Pero la frase también comporta un importante significado político, más allá de su naturaleza interior e individual. En el Alcibíades de Platón, Sócrates conversa con Alcibíades, joven rico cuya belleza y talento eran conocidos en Atenas, así como su gran ambición, acerca de si él se encuentra preparado para dedicarse a la política. En la conversación, Alcibíades se muestra confiado y seguro de aventajar a sus conciudadanos atenienses, aunque también ignorante de conceptos básicos en el arte política, como son la justicia o la virtud. Entonces Sócrates le dice: “querido amigo, hazme caso a mí y a lo que está escrito en Delfos, «conócete a ti mismo», porque nuestros rivales son estos y no los que piensas. A ellos no los podremos vencer si no es a través del cuidado de ti mismo y de la técnica” (Alc. 124 a). Prestarse atención, cuidar de sí, en palabras de Foucault, en toda su dimensión psicopolítica. Conocerse y gobernarse primero a sí mismo antes que a los demás, para poder dominar la “técnica” política, la tekhnè politikè. Recordemos que en el Gorgias, Sócrates dice: “yo llamo política a la «técnica» que tiene el alma por objeto” (Gorg. 464 b). La ciencia del poder se convierte, pues, en una práctica de la prudencia y de la mesura que requiere previamente del autocontrol, el conocimiento y el dominio de sí. Difícilmente podrá alguien gobernar a una ciudad si no sabe cómo gobernarse a sí mismo, es lo que en definitivas cuentas quiere decirnos Sócrates. 

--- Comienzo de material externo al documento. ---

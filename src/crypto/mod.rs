//! # Cryptography Module
//!
//! Primitives used by the delegate signer and verifier.
//!
//! ## Key Hierarchy
//!
//! ```text
//! ┌─────────────────────────────────────────────────────────────────────────┐
//! │                    CRYPTOGRAPHIC ARCHITECTURE                           │
//! ├─────────────────────────────────────────────────────────────────────────┤
//! │                                                                         │
//! │  ┌─────────────────────────────────────────────────────────────────┐   │
//! │  │  Master Key (Ed25519, long-lived)                               │   │
//! │  │  • raw seed, or sealed under a passphrase (AES-256-GCM)        │   │
//! │  └─────────────────────────────┬───────────────────────────────────┘   │
//! │                                │ certifies (signs subkey public)        │
//! │                                ▼                                        │
//! │  ┌─────────────────────────────────────────────────────────────────┐   │
//! │  │  Ephemeral Subkey (Ed25519, one per delegate signer)            │   │
//! │  │  • signs SHA-224(message)                                      │   │
//! │  └─────────────────────────────────────────────────────────────────┘   │
//! │                                                                         │
//! └─────────────────────────────────────────────────────────────────────────┘
//! ```
//!
//! ## Algorithm Choices
//!
//! | Algorithm | Purpose |
//! |-----------|---------|
//! | Ed25519 | Master certification, ephemeral message signatures |
//! | SHA-224 | Message digest, cache fingerprints |
//! | HKDF-SHA256 + AES-256-GCM | Sealing passphrase-protected master keys |

mod ephemeral;
mod hash;
mod master;
mod seal;

pub use ephemeral::{
    parse_public_key as parse_subkey, verify_digest, EphemeralKeyPair, PUBLIC_KEY_SIZE,
    SIGNATURE_SIZE,
};
pub use hash::{digest, fingerprint, Digest, DIGEST_SIZE};
pub use master::{
    certify, parse_public_key, verify_certification, MasterKeySource, MasterVerifyMode,
    MASTER_PUBLIC_KEY_SIZE, MASTER_SECRET_SIZE,
};
pub use seal::{seal_master_key, unseal_master_key, SEALED_KEY_SIZE};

“Conócete a ti mismo” queda, pues, como un reto formidable, una de esas ideas fundadoras sobre la que se erige no solo la psicología y la filosofía, tal y como las conocemos hoy en esta parte del mundo, sino incluso la política y el nacimiento mismo del humanismo. En cuanto a nosotros, la frase termina convirtiéndose en piedra angular no solo de nuestra propia superación, sino también de nuestra inteligencia emocional y, por tanto, de nuestra convivencia social.